Melatonin modulates many important functions within the eye by interacting with a family of G-protein-coupled receptors that are negatively coupled with adenylate cyclase. In the mouse, Melatonin Receptors type 1 (MT₁) mRNAs have been localized to photoreceptors, inner retinal neurons, and ganglion cells, thus suggesting that MT₁ receptors may play an important role in retinal physiology. Indeed, we have recently reported that absence of the MT₁ receptors has a dramatic effect on the regulation of the daily rhythm in visual processing, and on retinal cell viability during aging. We have also shown that removal of MT₁ receptors leads to a small (3–4 mmHg) increase in the level of the intraocular pressure during the night and to a significant loss (25–30%) in the number of cells within the retinal ganglion cell layer during aging. In the present study we investigated the cellular distribution in the C3H/f^+/+ mouse retina of MT₁ receptors using a newly developed MT₁ receptor antibody, and then we determined the role that MT₁ signaling plays in the circadian regulation of the mouse electroretinogram, and in the retinal dopaminergic system.
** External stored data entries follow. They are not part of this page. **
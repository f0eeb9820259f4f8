use std::time::Duration;

use async_trait::async_trait;
use reqwest::{Client, Url};
use serde::{Deserialize, Serialize};

use crate::{
    app_state::AppError,
    media::{Media, MediaKind},
    metadata::LimitedRequestClient,
    torrent_item::{Privacy, TorrentItem},
};

use super::{IndexerAdapter, lenient_u32, lenient_u64};

/// Private trackers whose rows must never be pushed back into the shared
/// public cache, even when a source mislabels their privacy.
const EXCLUDED_TRACKERS: &[&str] = &[
    "AlphaRatio", "AnimeBytes", "AnimeTorrents", "BeyondHD", "BIT-HDTV", "Bibliotik", "Blutopia",
    "BroadcasTheNet", "BTNext", "CHDBits", "Cinemageddon", "DanishBytes", "Demonoid", "DigitalCore",
    "Empornium", "FileList", "FunFile", "Fuzer", "GazelleGames", "HD-Olimpo", "HD-Only", "HD-Space",
    "HD-Torrents", "HDBits", "Hebits", "IPTorrents", "JPopsuki", "Karagarga", "M-Team - TP",
    "MyAnonamouse", "nCore", "Nebulance", "NorBits", "Orpheus", "PassThePopcorn", "PornoLab",
    "PreToMe", "PrivateHD", "Redacted", "RevolutionTT", "RuTracker", "SceneTime", "Sharewood",
    "Sharewood API", "SpeedApp", "Superbits", "TorrentDay", "TorrentLeech", "TorrentSeeds",
    "ToTheGlory", "UHDBits", "YGGtorrent", "Zamunda.net",
];

/// Community cache of already-resolved public torrents. Rows come back with
/// a magnet and a hash, so they skip the `.torrent` fetch entirely.
#[derive(Debug)]
pub struct PublicCacheApi {
    http: Client,
    client: LimitedRequestClient,
    base_url: Url,
}

impl PublicCacheApi {
    pub fn new(base_url: &str) -> anyhow::Result<Self> {
        let http = Client::new();
        let client = LimitedRequestClient::new(http.clone(), 10, Duration::from_secs(1));
        Ok(Self {
            http,
            client,
            base_url: Url::parse(base_url)?,
        })
    }

    async fn get_results(&self, media: &Media) -> Result<Vec<CachedRow>, AppError> {
        let mut url = self.base_url.clone();
        url.path_segments_mut()
            .unwrap()
            .push("getResult")
            .push(&media.kind.to_string())
            .push("");
        let request = self
            .http
            .get(url)
            .json(&CacheSearchPayload::from_media(media))
            .build()
            .map_err(anyhow::Error::from)?;
        self.client.request(request).await
    }

    /// Best-effort write-back of public results. Errors are logged, never
    /// surfaced; the search result does not depend on it.
    pub async fn push_results(&self, items: &[TorrentItem], media: &Media) {
        let rows: Vec<CachePushRow> = items
            .iter()
            .filter(|item| item.privacy == Privacy::Public)
            .filter(|item| !EXCLUDED_TRACKERS.contains(&item.indexer.as_str()))
            .filter_map(|item| CachePushRow::from_item(item, media))
            .collect();
        if rows.is_empty() {
            return;
        }
        let mut url = self.base_url.clone();
        url.path_segments_mut()
            .unwrap()
            .push("pushResult")
            .push(&media.kind.to_string());
        let count = rows.len();
        let request = match self.http.post(url).json(&rows).build() {
            Ok(request) => request,
            Err(e) => {
                tracing::error!("Failed to build public cache push request: {e}");
                return;
            }
        };
        match self.client.request_raw(request).await {
            Ok(_) => tracing::info!("Pushed {count} public results to the community cache"),
            Err(e) => tracing::error!("Public cache push failed: {e}"),
        }
    }
}

pub struct PublicCacheAdapter {
    pub api: &'static PublicCacheApi,
}

#[async_trait]
impl IndexerAdapter for PublicCacheAdapter {
    fn name(&self) -> &'static str {
        "Public Cache"
    }

    async fn search(&self, media: &Media) -> Result<Vec<TorrentItem>, AppError> {
        let rows = self.api.get_results(media).await?;
        let items = rows
            .into_iter()
            .filter(|row| row.hash.len() == 40 && !row.title.is_empty())
            .map(|row| {
                let mut item = TorrentItem::new(
                    row.title,
                    row.size,
                    Some(row.hash),
                    Some(row.magnet.clone()),
                    row.seeders,
                    self.name().to_string(),
                    media.kind,
                    Privacy::Public,
                );
                item.magnet = Some(row.magnet);
                if !row.language.is_empty() {
                    item.languages = row
                        .language
                        .split(';')
                        .map(str::to_string)
                        .filter(|l| !l.is_empty())
                        .collect();
                }
                item
            })
            .collect();
        Ok(items)
    }
}

#[derive(Debug, Serialize)]
struct CacheSearchPayload {
    title: String,
    language: String,
    #[serde(skip_serializing_if = "Option::is_none")]
    year: Option<String>,
    #[serde(skip_serializing_if = "Option::is_none")]
    season: Option<String>,
    #[serde(skip_serializing_if = "Option::is_none")]
    episode: Option<String>,
}

impl CacheSearchPayload {
    fn from_media(media: &Media) -> Self {
        Self {
            title: media.primary_title().to_string(),
            language: media.primary_language().to_string(),
            year: media.year.clone(),
            season: media.season.clone(),
            episode: media.episode.clone(),
        }
    }
}

#[derive(Debug, Deserialize)]
struct CachedRow {
    title: String,
    magnet: String,
    #[serde(default)]
    hash: String,
    #[serde(default, deserialize_with = "lenient_u32")]
    seeders: u32,
    #[serde(default, deserialize_with = "lenient_u64")]
    size: u64,
    #[serde(default)]
    language: String,
}

#[derive(Debug, Serialize)]
struct CachePushRow {
    title: String,
    magnet: String,
    hash: String,
    indexer: String,
    quality: String,
    #[serde(rename = "qualitySpec")]
    quality_spec: String,
    seeders: u32,
    size: u64,
    language: String,
    #[serde(rename = "type")]
    kind: String,
    availability: bool,
    trackers: String,
    files: Vec<String>,
    #[serde(skip_serializing_if = "Option::is_none")]
    year: Option<String>,
    #[serde(skip_serializing_if = "Option::is_none")]
    season: Option<String>,
    #[serde(skip_serializing_if = "Option::is_none")]
    episode: Option<String>,
    #[serde(skip_serializing_if = "Option::is_none")]
    seasonfile: Option<bool>,
}

impl CachePushRow {
    fn from_item(item: &TorrentItem, media: &Media) -> Option<Self> {
        let hash = item.info_hash.clone()?;
        let magnet = item.magnet.clone()?;
        Some(Self {
            title: item.raw_title.clone(),
            magnet,
            hash,
            indexer: item.indexer.clone(),
            quality: item
                .parsed_data
                .resolution
                .clone()
                .unwrap_or_else(|| "Unknown".to_string()),
            quality_spec: item.parsed_data.quality.clone().unwrap_or_default(),
            seeders: item.seeders,
            size: item.size,
            language: item.languages.join(";"),
            kind: media.kind.to_string(),
            availability: false,
            trackers: item.trackers.join("tracker:"),
            files: Vec::new(),
            year: match media.kind {
                MediaKind::Movie => media.year.clone(),
                MediaKind::Series => None,
            },
            season: media.season.clone(),
            episode: media.episode.clone(),
            seasonfile: matches!(media.kind, MediaKind::Series).then_some(false),
        })
    }
}
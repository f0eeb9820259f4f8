use std::{collections::VecDeque, time::Duration};

use tokio::{sync::Mutex, time::Instant};

/// Sliding-window rate limiter: at most `limit` acquisitions per `period`.
/// Callers past the limit sleep until the oldest stamp ages out. Fair enough
/// for outbound API budgets; not a scheduler.
#[derive(Debug)]
pub struct SlidingWindow {
    limit: usize,
    period: Duration,
    stamps: Mutex<VecDeque<Instant>>,
}

impl SlidingWindow {
    pub fn new(limit: usize, period: Duration) -> Self {
        Self {
            limit,
            period,
            stamps: Mutex::new(VecDeque::with_capacity(limit)),
        }
    }

    /// 250 requests per minute, the shared budget for provider APIs.
    pub fn per_minute_250() -> Self {
        Self::new(250, Duration::from_secs(60))
    }

    /// One request per second, the budget for torrent downloads and debrid
    /// `torrents` endpoints.
    pub fn per_second_1() -> Self {
        Self::new(1, Duration::from_secs(1))
    }

    pub async fn acquire(&self) {
        loop {
            let wait = {
                let mut stamps = self.stamps.lock().await;
                let now = Instant::now();
                while stamps
                    .front()
                    .is_some_and(|stamp| now.duration_since(*stamp) >= self.period)
                {
                    stamps.pop_front();
                }
                if stamps.len() < self.limit {
                    stamps.push_back(now);
                    return;
                }
                self.period - now.duration_since(*stamps.front().expect("window is full"))
            };
            tokio::time::sleep(wait).await;
        }
    }
}

#[cfg(test)]
mod tests {
    use super::*;

    #[tokio::test(start_paused = true)]
    async fn waits_once_window_is_full() {
        let window = SlidingWindow::new(2, Duration::from_secs(1));
        let started = tokio::time::Instant::now();
        window.acquire().await;
        window.acquire().await;
        // Third acquisition has to wait for the first stamp to age out.
        window.acquire().await;
        assert!(started.elapsed() >= Duration::from_secs(1));
    }

    #[tokio::test(start_paused = true)]
    async fn free_slots_do_not_wait() {
        let window = SlidingWindow::new(5, Duration::from_secs(60));
        let started = tokio::time::Instant::now();
        for _ in 0..5 {
            window.acquire().await;
        }
        assert_eq!(started.elapsed(), Duration::ZERO);
    }
}
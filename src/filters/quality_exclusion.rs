use std::collections::HashSet;

use super::Filter;
use crate::{torrent_item::TorrentItem, user_config::UserConfig};

const RIPS: &[&str] = &["HDRIP", "BRRIP", "BDRIP", "WEBRIP", "TVRIP", "VODRIP"];
const CAMS: &[&str] = &[
    "CAM", "TS", "TC", "R5", "DVDSCR", "HDTV", "PDTV", "DSR", "WORKPRINT", "VHSRIP", "HDCAM",
];

/// Drops items whose resolution or source quality is on the exclusion list.
/// `RIPS` and `CAM` expand to their category groups, `HEVC` targets the
/// codec.
#[derive(Debug)]
pub struct QualityExclusionFilter {
    excluded: HashSet<String>,
    exclude_rips: bool,
    exclude_cams: bool,
    exclude_hevc: bool,
}

impl QualityExclusionFilter {
    pub fn new(config: &UserConfig) -> Self {
        let excluded: HashSet<String> = config
            .exclusion
            .iter()
            .map(|token| token.to_uppercase())
            .collect();
        Self {
            exclude_rips: excluded.contains("RIPS"),
            exclude_cams: excluded.contains("CAM"),
            exclude_hevc: excluded.contains("HEVC"),
            excluded,
        }
    }

    fn is_allowed(&self, item: &TorrentItem) -> bool {
        let parsed = &item.parsed_data;
        for marker in [parsed.resolution.as_deref(), parsed.quality.as_deref()] {
            let Some(marker) = marker.map(str::to_uppercase) else {
                continue;
            };
            if self.excluded.contains(&marker) {
                return false;
            }
            if self.exclude_rips && RIPS.contains(&marker.as_str()) {
                return false;
            }
            if self.exclude_cams && CAMS.contains(&marker.as_str()) {
                return false;
            }
        }
        if self.exclude_hevc {
            if let Some(codec) = parsed.codec.as_deref() {
                if codec.eq_ignore_ascii_case("HEVC") {
                    return false;
                }
            }
        }
        true
    }
}

impl Filter for QualityExclusionFilter {
    fn name(&self) -> &'static str {
        "exclusion"
    }

    fn is_enabled(&self) -> bool {
        !self.excluded.is_empty()
    }

    fn apply(&self, items: Vec<TorrentItem>) -> Vec<TorrentItem> {
        items
            .into_iter()
            .filter(|item| self.is_allowed(item))
            .collect()
    }
}

#[cfg(test)]
mod tests {
    use super::*;
    use crate::filters::test_support::item;

    fn filter_with(exclusion: &[&str]) -> QualityExclusionFilter {
        let config = UserConfig {
            exclusion: exclusion.iter().map(|t| t.to_string()).collect(),
            ..UserConfig::default()
        };
        QualityExclusionFilter::new(&config)
    }

    #[test]
    fn cam_and_hevc_exclusion() {
        let filter = filter_with(&["CAM", "HEVC"]);
        let cam = item("Movie.2024.HDCAM.XviD", 100, 5);
        let hevc = item("Movie.2024.1080p.WEB.x265", 100, 5);
        let clean = item("Movie.2024.1080p.WEB.x264", 100, 5);

        let kept = filter.apply(vec![cam, hevc, clean]);
        assert_eq!(kept.len(), 1);
        assert_eq!(kept[0].raw_title, "Movie.2024.1080p.WEB.x264");
    }

    #[test]
    fn rips_group_expands() {
        let filter = filter_with(&["RIPS"]);
        let webrip = item("Movie.2024.1080p.WEBRip.x264", 100, 5);
        let webdl = item("Movie.2024.1080p.WEB-DL.x264", 100, 5);
        let kept = filter.apply(vec![webrip, webdl]);
        assert_eq!(kept.len(), 1);
        assert_eq!(kept[0].raw_title, "Movie.2024.1080p.WEB-DL.x264");
    }

    #[test]
    fn resolution_tokens_exclude_directly() {
        let filter = filter_with(&["2160p"]);
        let uhd = item("Movie.2024.2160p.WEB.x264", 100, 5);
        let fhd = item("Movie.2024.1080p.WEB.x264", 100, 5);
        let kept = filter.apply(vec![uhd, fhd]);
        assert_eq!(kept.len(), 1);
        assert_eq!(
            kept[0].parsed_data.resolution.as_deref(),
            Some("1080p")
        );
    }

    #[test]
    fn disabled_without_configuration() {
        assert!(!filter_with(&[]).is_enabled());
    }
}
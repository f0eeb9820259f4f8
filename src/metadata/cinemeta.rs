use std::time::Duration;

use async_trait::async_trait;
use reqwest::{Client, Method, Request, Url};
use serde::Deserialize;

use crate::{
    app_state::AppError,
    media::{Media, MediaKind},
};

use super::{LimitedRequestClient, MetadataProvider, StreamId};

/// Public catalogue every player install can reach. Serves one localisation,
/// so the media carries a single title.
#[derive(Debug)]
pub struct CinemetaApi {
    client: LimitedRequestClient,
    base_url: Url,
}

impl Default for CinemetaApi {
    fn default() -> Self {
        Self::new()
    }
}

impl CinemetaApi {
    pub fn new() -> Self {
        let client = LimitedRequestClient::new(Client::new(), 20, Duration::from_secs(1));
        let base_url = Url::parse("https://v3-cinemeta.strem.io").unwrap();
        Self { client, base_url }
    }

    async fn meta(&self, kind: MediaKind, imdb_id: &str) -> Result<CinemetaMeta, AppError> {
        let mut url = self.base_url.clone();
        url.path_segments_mut()
            .unwrap()
            .push("meta")
            .push(&kind.to_string())
            .push(&format!("{imdb_id}.json"));
        let response: CinemetaResponse = self.client.request(Request::new(Method::GET, url)).await?;
        Ok(response.meta)
    }
}

#[async_trait]
impl MetadataProvider for CinemetaApi {
    fn identifier(&self) -> &'static str {
        "cinemeta"
    }

    async fn metadata(
        &self,
        stream_id: &StreamId,
        kind: MediaKind,
        languages: &[String],
    ) -> Result<Media, AppError> {
        let meta = self.meta(kind, &stream_id.imdb_id).await?;
        let year = meta
            .year
            .as_deref()
            .map(|year| year.chars().take(4).collect::<String>())
            .filter(|year| !year.is_empty());
        Ok(Media {
            kind,
            imdb_id: stream_id.imdb_id.clone(),
            tmdb_id: None,
            titles: vec![meta.name],
            year: match kind {
                MediaKind::Movie => year,
                MediaKind::Series => None,
            },
            season: stream_id.season.map(Media::season_tag),
            episode: stream_id.episode.map(Media::episode_tag),
            languages: languages.to_vec(),
        })
    }
}

#[derive(Debug, Deserialize)]
struct CinemetaResponse {
    meta: CinemetaMeta,
}

#[derive(Debug, Deserialize)]
struct CinemetaMeta {
    name: String,
    /// `"2010"` for movies, `"2008-2013"` for shows.
    year: Option<String>,
}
Our data indicate that MT₁ receptor immunoreactivity is present in many retinal cell types, and in particular, on rod and cone photoreceptors and on intrinsically photosensitive ganglion cells (ipRGCs). MT₁ signaling is necessary for the circadian rhythm in the photopic ERG, but not for the circadian rhythm in the retinal dopaminergic system. Finally our data suggest that the circadian regulation of dopamine turnover does not drive the photopic ERG rhythm.